=== Problem requirements ===
In the records that follow, find each line containing "BlockIndexEntry" and copy it.

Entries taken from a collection

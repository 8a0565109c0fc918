//! # Blockfile Manager - Index Persistence Helpers
//!
//! Key layout and (de)serialization of the index journal entries, shared by
//! the append path and recovery.

use std::collections::HashMap;

use ledger_types::{Hash, TxId};

use crate::domain::entities::{BlockIndexEntry, IndexedBlock, TxLocation};
use crate::domain::errors::{KVStoreError, StorageError};
use crate::domain::index::{BlockIndex, RemovedEntries};
use crate::domain::value_objects::{IndexedAttribute, KeyPrefix, StorageConfig};
use crate::ports::outbound::{BatchOperation, KeyValueStore};

/// Index loaded from the journal at open.
pub(crate) struct LoadedIndex {
    pub(crate) index: BlockIndex,
    /// Persisted entries were discarded and must be replayed.
    pub(crate) rebuilt: bool,
}

/// Operations persisting one block's entries plus the last-indexed mark.
///
/// `displaced` is the entry previously stored under the same number.
pub(crate) fn index_batch(
    index: &BlockIndex,
    block: &IndexedBlock,
    displaced: Option<&BlockIndexEntry>,
    last_indexed: u64,
) -> Result<Vec<BatchOperation>, StorageError> {
    let mut operations = Vec::with_capacity(3 + block.tx_ids.len());
    operations.push(BatchOperation::put(
        KeyPrefix::number_key(block.number),
        encode_value(&block.entry())?,
    ));

    if index.is_indexed(IndexedAttribute::BlockHash) {
        if let Some(old) = displaced.filter(|old| old.hash != block.hash) {
            operations.push(BatchOperation::delete(KeyPrefix::hash_key(&old.hash)));
        }
        operations.push(BatchOperation::put(
            KeyPrefix::hash_key(&block.hash),
            block.number.to_be_bytes().to_vec(),
        ));
    }
    if index.is_indexed(IndexedAttribute::TxId) {
        for (tx_id, location) in block.tx_locations() {
            operations.push(BatchOperation::put(
                KeyPrefix::tx_key(tx_id),
                encode_value(&location)?,
            ));
        }
    }

    operations.push(last_indexed_op(last_indexed));
    Ok(operations)
}

/// Operations deleting entries dropped from the in-memory index.
pub(crate) fn removal_batch(removed: &RemovedEntries, last_indexed: u64) -> Vec<BatchOperation> {
    let mut operations: Vec<BatchOperation> = removed
        .blocks
        .iter()
        .flat_map(|entry| {
            [
                BatchOperation::delete(KeyPrefix::number_key(entry.number)),
                BatchOperation::delete(KeyPrefix::hash_key(&entry.hash)),
            ]
        })
        .collect();
    operations.extend(
        removed
            .tx_ids
            .iter()
            .map(|tx_id| BatchOperation::delete(KeyPrefix::tx_key(tx_id))),
    );
    operations.push(last_indexed_op(last_indexed));
    operations
}

fn last_indexed_op(number: u64) -> BatchOperation {
    BatchOperation::put(KeyPrefix::last_indexed_key(), number.to_be_bytes().to_vec())
}

/// Load the persisted index.
///
/// The journal is wiped when it was built for another attribute set or its
/// last-indexed mark disagrees with the stored entries; recovery then replays
/// the blockfiles into the empty index.
pub(crate) fn load_index<KV: KeyValueStore>(
    kv: &mut KV,
    config: &StorageConfig,
) -> Result<LoadedIndex, StorageError> {
    let configured = IndexedAttribute::encode_set(&config.indexed_attributes);
    let stored = kv.get(&KeyPrefix::attributes_key())?;

    match stored {
        None => {
            // Fresh journal, or one from before any append.
            wipe_index(kv, &configured)?;
            return Ok(LoadedIndex {
                index: BlockIndex::new(&config.indexed_attributes),
                rebuilt: false,
            });
        }
        Some(stored) if stored != configured => {
            tracing::warn!(
                "[blkstorage] Indexed attributes changed ({:?}): rebuilding index",
                config.indexed_attributes
            );
            return rebuild(kv, config, &configured);
        }
        Some(_) => {}
    }

    let entries = kv
        .prefix_scan(KeyPrefix::BlockByNumber.as_bytes())?
        .into_iter()
        .map(|(_, value)| decode_value::<BlockIndexEntry>(&value))
        .collect::<Result<Vec<_>, _>>()?;

    let mark = match kv.get(&KeyPrefix::last_indexed_key())? {
        Some(bytes) => decode_u64(&bytes)?,
        None => 0,
    };
    let highest = entries.iter().map(|e| e.number).max().unwrap_or(0);
    if mark != highest || entries.len() as u64 != highest {
        tracing::warn!(
            "[blkstorage] Index journal inconsistent (mark {}, {} entries, highest {}): rebuilding index",
            mark,
            entries.len(),
            highest
        );
        return rebuild(kv, config, &configured);
    }

    let mut by_hash: HashMap<Hash, u64> = HashMap::new();
    if config.is_indexed(IndexedAttribute::BlockHash) {
        for (key, value) in kv.prefix_scan(KeyPrefix::BlockByHash.as_bytes())? {
            let hash = key[KeyPrefix::BlockByHash.as_bytes().len()..].to_vec();
            by_hash.insert(hash, decode_u64(&value)?);
        }
    }

    let mut by_tx: HashMap<TxId, TxLocation> = HashMap::new();
    if config.is_indexed(IndexedAttribute::TxId) {
        for (key, value) in kv.prefix_scan(KeyPrefix::Transaction.as_bytes())? {
            let tx_id = String::from_utf8(key[KeyPrefix::Transaction.as_bytes().len()..].to_vec())
                .map_err(|e| corruption(format!("transaction key is not UTF-8: {e}")))?;
            by_tx.insert(tx_id, decode_value(&value)?);
        }
    }

    let index = BlockIndex::from_parts(&config.indexed_attributes, entries, by_hash, by_tx);
    tracing::debug!(
        "[blkstorage] Loaded index: {} blocks, {} transactions",
        index.len(),
        index.tx_count()
    );
    Ok(LoadedIndex {
        index,
        rebuilt: false,
    })
}

fn rebuild<KV: KeyValueStore>(
    kv: &mut KV,
    config: &StorageConfig,
    configured: &[u8],
) -> Result<LoadedIndex, StorageError> {
    wipe_index(kv, configured)?;
    Ok(LoadedIndex {
        index: BlockIndex::new(&config.indexed_attributes),
        rebuilt: true,
    })
}

/// Delete every index key and record the attribute set, in one batch.
fn wipe_index<KV: KeyValueStore>(kv: &mut KV, attributes: &[u8]) -> Result<(), StorageError> {
    let mut operations = Vec::new();
    for prefix in [
        KeyPrefix::BlockByNumber,
        KeyPrefix::BlockByHash,
        KeyPrefix::Transaction,
        KeyPrefix::Meta,
    ] {
        operations.extend(
            kv.prefix_scan(prefix.as_bytes())?
                .into_iter()
                .map(|(key, _)| BatchOperation::delete(key)),
        );
    }
    operations.push(BatchOperation::put(
        KeyPrefix::attributes_key(),
        attributes.to_vec(),
    ));
    kv.atomic_batch_write(operations)?;
    Ok(())
}

fn encode_value<T: serde::Serialize>(value: &T) -> Result<Vec<u8>, StorageError> {
    bincode::serialize(value).map_err(|e| StorageError::Serialization {
        message: format!("Failed to serialize index entry: {e}"),
    })
}

fn decode_value<T: serde::de::DeserializeOwned>(bytes: &[u8]) -> Result<T, StorageError> {
    bincode::deserialize(bytes)
        .map_err(|e| corruption(format!("Failed to deserialize index entry: {e}")))
}

fn decode_u64(bytes: &[u8]) -> Result<u64, StorageError> {
    let array: [u8; 8] = bytes
        .try_into()
        .map_err(|_| corruption(format!("expected 8-byte number, found {} bytes", bytes.len())))?;
    Ok(u64::from_be_bytes(array))
}

fn corruption(message: String) -> StorageError {
    StorageError::Index(KVStoreError::CorruptionError { message })
}

#[cfg(test)]
mod tests {
    use super::*;
    use crate::adapters::storage::InMemoryKVStore;
    use crate::domain::entities::Location;

    fn indexed(number: u64) -> IndexedBlock {
        IndexedBlock {
            number,
            hash: vec![number as u8; 32],
            location: Location::new(0, number * 100, 90),
            tx_ids: vec![format!("tx-{number}")],
        }
    }

    fn persist(kv: &mut InMemoryKVStore, index: &mut BlockIndex, block: &IndexedBlock) {
        index.record_block(block);
        kv.atomic_batch_write(index_batch(index, block, None, index.last_indexed()).unwrap())
            .unwrap();
    }

    #[test]
    fn test_index_round_trips_through_journal() {
        let config = StorageConfig::default();
        let mut kv = InMemoryKVStore::new();
        let mut index = load_index(&mut kv, &config).unwrap().index;
        for n in 1..=3 {
            persist(&mut kv, &mut index, &indexed(n));
        }

        let loaded = load_index(&mut kv, &config).unwrap();
        assert!(!loaded.rebuilt);
        assert_eq!(loaded.index.last_indexed(), 3);
        assert_eq!(loaded.index.number_of_hash(&[2u8; 32]).unwrap(), Some(2));
        let tx = loaded.index.location_of_tx("tx-3").unwrap().unwrap();
        assert_eq!(tx.block, Location::new(0, 300, 90));
    }

    #[test]
    fn test_attribute_change_wipes_index() {
        let mut kv = InMemoryKVStore::new();
        let config = StorageConfig::default();
        let mut index = load_index(&mut kv, &config).unwrap().index;
        persist(&mut kv, &mut index, &indexed(1));

        let narrowed = StorageConfig::default().with_indexed_attributes(&[IndexedAttribute::BlockHash]);
        let loaded = load_index(&mut kv, &narrowed).unwrap();
        assert!(loaded.rebuilt);
        assert!(loaded.index.is_empty());
        assert!(kv.prefix_scan(b"n:").unwrap().is_empty());
        assert!(kv.prefix_scan(b"t:").unwrap().is_empty());
    }

    #[test]
    fn test_removal_batch_deletes_entries() {
        let config = StorageConfig::default();
        let mut kv = InMemoryKVStore::new();
        let mut index = load_index(&mut kv, &config).unwrap().index;
        for n in 1..=4 {
            persist(&mut kv, &mut index, &indexed(n));
        }

        let removed = index.remove_above(2);
        kv.atomic_batch_write(removal_batch(&removed, 2)).unwrap();

        let loaded = load_index(&mut kv, &config).unwrap();
        assert!(!loaded.rebuilt);
        assert_eq!(loaded.index.last_indexed(), 2);
        assert!(loaded.index.location_of_tx("tx-4").unwrap().is_none());
    }

    #[test]
    fn test_inconsistent_mark_forces_rebuild() {
        let config = StorageConfig::default();
        let mut kv = InMemoryKVStore::new();
        let mut index = load_index(&mut kv, &config).unwrap().index;
        persist(&mut kv, &mut index, &indexed(1));
        kv.put(&KeyPrefix::last_indexed_key(), &7u64.to_be_bytes())
            .unwrap();

        assert!(load_index(&mut kv, &config).unwrap().rebuilt);
    }
}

=== Result of this exercise ===
use crate::domain::entities::{BlockIndexEntry, IndexedBlock, TxLocation};
    displaced: Option<&BlockIndexEntry>,
        .map(|(_, value)| decode_value::<BlockIndexEntry>(&value))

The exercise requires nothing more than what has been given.